## Input for this task
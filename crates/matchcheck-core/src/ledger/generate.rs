//! Build the ledger from the current data files and persist it.

use anyhow::Result;
use std::path::PathBuf;

use super::{discover, DataFile, Discovery, Ledger, LedgerSettings};
use crate::checksum::sha256_path_chunked;

/// What `generate` did.
#[derive(Debug, Clone, PartialEq, Eq)]
pub enum GenerateOutcome {
    /// Nothing to cover; the ledger was left untouched.
    NoDataFiles { root_missing: bool },
    /// Ledger written with `entries` lines.
    Written { ledger_path: PathBuf, entries: usize },
}

impl GenerateOutcome {
    pub fn is_success(&self) -> bool {
        matches!(self, GenerateOutcome::Written { .. })
    }
}

/// Hash every file, one at a time, into a fresh ledger.
pub fn build_ledger(files: &[DataFile], chunk_size: usize) -> Result<Ledger> {
    let mut ledger = Ledger::new();
    for file in files {
        let digest = sha256_path_chunked(&file.path, chunk_size)?;
        tracing::debug!(path = %file.rel_path, %digest, "hashed");
        ledger.insert(file.rel_path.clone(), digest);
    }
    Ok(ledger)
}

/// Discover data files, hash them and overwrite the ledger.
pub fn generate(settings: &LedgerSettings) -> Result<GenerateOutcome> {
    let ledger_path = settings.ledger_path();
    let files = match discover(&settings.root, &settings.data_dir, Some(&ledger_path))? {
        Discovery::RootMissing => return Ok(GenerateOutcome::NoDataFiles { root_missing: true }),
        Discovery::Empty => return Ok(GenerateOutcome::NoDataFiles { root_missing: false }),
        Discovery::Files(files) => files,
    };

    let ledger = build_ledger(&files, settings.chunk_size)?;
    ledger.write_atomic(&ledger_path)?;
    tracing::info!(
        "wrote ledger {} with {} entries",
        ledger_path.display(),
        ledger.len()
    );
    Ok(GenerateOutcome::Written {
        ledger_path,
        entries: ledger.len(),
    })
}
//! Map generation jobs.
//!
//! [`MapGenerationManager::generate`] accepts a [`JobKey`] and *detaches* the
//! work onto the tokio runtime; callers poll [`MapGenerationManager::status`].
//! At most one generation per key runs at a time.
//!
//! Initially:      SK0101/5/viridis -- Not started
//! Accepted:       SK0101/5/viridis -- Processing
//! Finished:       SK0101/5/viridis -- Completed (maps/map_SK0101_5_viridis.png)

use std::{
    collections::HashMap,
    fmt,
    hash::{Hash, Hasher},
    io::Write,
    path::{Path, PathBuf},
    sync::{Arc, Mutex, MutexGuard, PoisonError},
};

use serde_derive::Deserialize;
use tokio::{runtime::Handle, sync::Notify};

use crate::assemble::assemble;
use crate::classify::classify;
use crate::error::{InputError, MapError};
use crate::geography::BoundaryProvider;
use crate::render::{palette::Palette, MapFrame, Renderer};
use crate::stats::StatisticsProvider;

/// Identity of one map: the same key always means the same artifact.
#[derive(Clone)]
pub struct JobKey {
    district_code: String,
    class_count: u32,
    palette: &'static Palette,
}

impl JobKey {
    pub fn new(district_code: &str, class_count: i64, palette_name: &str) -> Result<Self, InputError> {
        let district_code = district_code.trim();
        if district_code.is_empty() {
            return Err(InputError::Missing("district"));
        }
        let safe = |c: char| c.is_ascii_alphanumeric() || c == '-' || c == '_';
        if !district_code.chars().all(safe) {
            return Err(InputError::DistrictCode(district_code.to_owned()));
        }

        let class_count = u32::try_from(class_count)
            .ok()
            .filter(|count| *count >= 1)
            .ok_or(InputError::ClassCount(class_count))?;

        let palette_name = palette_name.trim();
        if palette_name.is_empty() {
            return Err(InputError::Missing("color_palette"));
        }
        let palette = Palette::by_name(palette_name)
            .ok_or_else(|| InputError::Palette(palette_name.to_owned()))?;

        Ok(JobKey { district_code: district_code.to_owned(), class_count, palette })
    }

    pub fn district_code(&self) -> &str {
        &self.district_code
    }

    pub fn class_count(&self) -> u32 {
        self.class_count
    }

    pub fn palette(&self) -> &'static Palette {
        self.palette
    }

    /// Artifact file name, a pure function of the key.
    pub fn file_name(&self) -> String {
        format!("map_{}_{}_{}.png", self.district_code, self.class_count, self.palette.name)
    }
}

impl PartialEq for JobKey {
    fn eq(&self, other: &Self) -> bool {
        self.district_code == other.district_code
            && self.class_count == other.class_count
            && self.palette.name == other.palette.name
    }
}

impl Eq for JobKey {}

impl Hash for JobKey {
    fn hash<H: Hasher>(&self, state: &mut H) {
        self.district_code.hash(state);
        self.class_count.hash(state);
        self.palette.name.hash(state);
    }
}

impl fmt::Debug for JobKey {
    fn fmt(&self, f: &mut fmt::Formatter<'_>) -> fmt::Result {
        write!(f, "JobKey({self})")
    }
}

impl fmt::Display for JobKey {
    fn fmt(&self, f: &mut fmt::Formatter<'_>) -> fmt::Result {
        write!(f, "{}/{}/{}", self.district_code, self.class_count, self.palette.name)
    }
}

#[derive(Debug, Clone, PartialEq, Eq)]
pub enum JobStatus {
    NotStarted,
    Processing,
    Completed,
    Error(String),
}

impl fmt::Display for JobStatus {
    fn fmt(&self, f: &mut fmt::Formatter<'_>) -> fmt::Result {
        match self {
            JobStatus::NotStarted => f.write_str("Not started"),
            JobStatus::Processing => f.write_str("Processing"),
            JobStatus::Completed => f.write_str("Completed"),
            JobStatus::Error(message) => write!(f, "Error: {message}"),
        }
    }
}

/// What to do when the artifact for a key already exists.
#[derive(Debug, Clone, Copy, Default, PartialEq, Eq, Deserialize)]
#[serde(rename_all = "kebab-case")]
pub enum ArtifactPolicy {
    /// Report the job as completed without regenerating.
    #[default]
    SkipExisting,
    /// Always regenerate and replace the file.
    Overwrite,
}

/// Runs the pipeline for one key: assemble, classify, render, persist.
pub struct MapGenerator {
    boundaries: Arc<dyn BoundaryProvider>,
    statistics: Arc<dyn StatisticsProvider>,
    renderer: Arc<dyn Renderer>,
    output_dir: PathBuf,
}

impl MapGenerator {
    pub fn new(
        boundaries: Arc<dyn BoundaryProvider>,
        statistics: Arc<dyn StatisticsProvider>,
        renderer: Arc<dyn Renderer>,
        output_dir: PathBuf,
    ) -> Self {
        MapGenerator { boundaries, statistics, renderer, output_dir }
    }

    pub fn boundaries(&self) -> &dyn BoundaryProvider {
        &*self.boundaries
    }

    pub fn statistics(&self) -> &dyn StatisticsProvider {
        &*self.statistics
    }

    pub fn artifact_path(&self, key: &JobKey) -> PathBuf {
        self.output_dir.join(key.file_name())
    }

    pub async fn generate(&self, key: &JobKey) -> Result<PathBuf, MapError> {
        tracing::info!("{key}: Assembling district data");
        let dataset = assemble(key.district_code(), self.boundaries(), self.statistics()).await?;
        let classification = classify(&dataset.ratios(), key.class_count() as usize);
        tracing::debug!("{key}: Breaks {:?}", classification.breaks);

        let frame = MapFrame::new(dataset, classification, key.palette());
        let renderer = Arc::clone(&self.renderer);
        let output_dir = self.output_dir.clone();
        let path = self.artifact_path(key);

        tokio::task::spawn_blocking(move || {
            let bytes = renderer.render(&frame)?;
            write_atomically(&output_dir, &path, &bytes)
                .map_err(|source| MapError::Artifact { path: path.clone(), source })?;
            Ok::<_, MapError>(path)
        })
        .await?
    }
}

/// Writes into a temporary file beside `path` and renames it into place, so
/// readers never observe a partially written image.
fn write_atomically(dir: &Path, path: &Path, bytes: &[u8]) -> std::io::Result<()> {
    std::fs::create_dir_all(dir)?;
    let mut file = tempfile::NamedTempFile::new_in(dir)?;
    file.write_all(bytes)?;
    file.as_file().sync_all()?;
    file.persist(path).map_err(|err| err.error)?;
    Ok(())
}

type StatusTable = Arc<Mutex<HashMap<JobKey, JobStatus>>>;

/// Deduplicates map generation requests and tracks their status.
pub struct MapGenerationManager {
    runtime: Handle,
    generator: Arc<MapGenerator>,
    policy: ArtifactPolicy,
    /// Guards the check-then-mark of `Processing`.
    statuses: StatusTable,
    /// Signalled whenever a run leaves `Processing`.
    finished: Arc<Notify>,
}

impl MapGenerationManager {
    pub fn new(runtime: Handle, generator: Arc<MapGenerator>, policy: ArtifactPolicy) -> Self {
        MapGenerationManager {
            runtime,
            generator,
            policy,
            statuses: Arc::new(Mutex::new(HashMap::new())),
            finished: Arc::new(Notify::new()),
        }
    }

    pub fn generator(&self) -> &MapGenerator {
        &self.generator
    }

    /// Starts generation for `key` unless it is already running.
    ///
    /// Returns `false` only when a run for the same key is in flight. Never
    /// waits for the generation itself.
    pub fn generate(&self, key: JobKey) -> bool {
        let path = self.generator.artifact_path(&key);
        let mut statuses = lock(&self.statuses);
        if statuses.get(&key) == Some(&JobStatus::Processing) {
            tracing::debug!("{key}: Already processing, rejecting");
            return false;
        }

        // Blocking stat under the lock: a run finishing between the check
        // and the status update would otherwise be reported twice.
        if self.policy == ArtifactPolicy::SkipExisting && path.exists() {
            tracing::info!("{key}: {} already exists, skipping", path.display());
            statuses.insert(key, JobStatus::Completed);
            return true;
        }

        statuses.insert(key.clone(), JobStatus::Processing);
        drop(statuses);
        self.spawn(key);
        true
    }

    pub fn status(&self, key: &JobKey) -> JobStatus {
        lock(&self.statuses)
            .get(key)
            .cloned()
            .unwrap_or(JobStatus::NotStarted)
    }

    /// Resolves once `key` is no longer `Processing` and returns that status.
    pub async fn wait(&self, key: &JobKey) -> JobStatus {
        loop {
            let finished = self.finished.notified();
            tokio::pin!(finished);
            // registered before the check so a completion in between is not lost
            finished.as_mut().enable();

            let status = self.status(key);
            if status != JobStatus::Processing {
                return status;
            }
            finished.await;
        }
    }

    /// Runs the generator on its own task and a second task that records the
    /// outcome, so even a panicking generation ends up as `Error`.
    fn spawn(&self, key: JobKey) {
        let generator = Arc::clone(&self.generator);
        let worker_key = key.clone();
        let worker = self.runtime.spawn(async move {
            generator.generate(&worker_key).await
        });

        let statuses = Arc::clone(&self.statuses);
        let finished = Arc::clone(&self.finished);
        self.runtime.spawn(async move {
            let status = match worker.await {
                Ok(Ok(path)) => {
                    tracing::info!("{key}: Completed, wrote {}", path.display());
                    JobStatus::Completed
                }
                Ok(Err(err)) => {
                    tracing::error!("{key}: Generation failed: {err}");
                    JobStatus::Error(err.to_string())
                }
                Err(join_err) => {
                    let err = MapError::Task(join_err);
                    tracing::error!("{key}: {err}");
                    JobStatus::Error(err.to_string())
                }
            };
            lock(&statuses).insert(key, status);
            finished.notify_waiters();
        });
    }
}

fn lock(statuses: &StatusTable) -> MutexGuard<'_, HashMap<JobKey, JobStatus>> {
    statuses.lock().unwrap_or_else(PoisonError::into_inner)
}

## Task statement
From the first line of the data through the line with "pub enum GenerateOutcome", quote each line exactly and add nothing else.

## Answer to this problem
filename crates/matchcheck-core/src/ledger/generate.rs
//! Build the ledger from the current data files and persist it.

use anyhow::Result;
use std::path::PathBuf;

use super::{discover, DataFile, Discovery, Ledger, LedgerSettings};
use crate::checksum::sha256_path_chunked;

/// What `generate` did.
#[derive(Debug, Clone, PartialEq, Eq)]
pub enum GenerateOutcome {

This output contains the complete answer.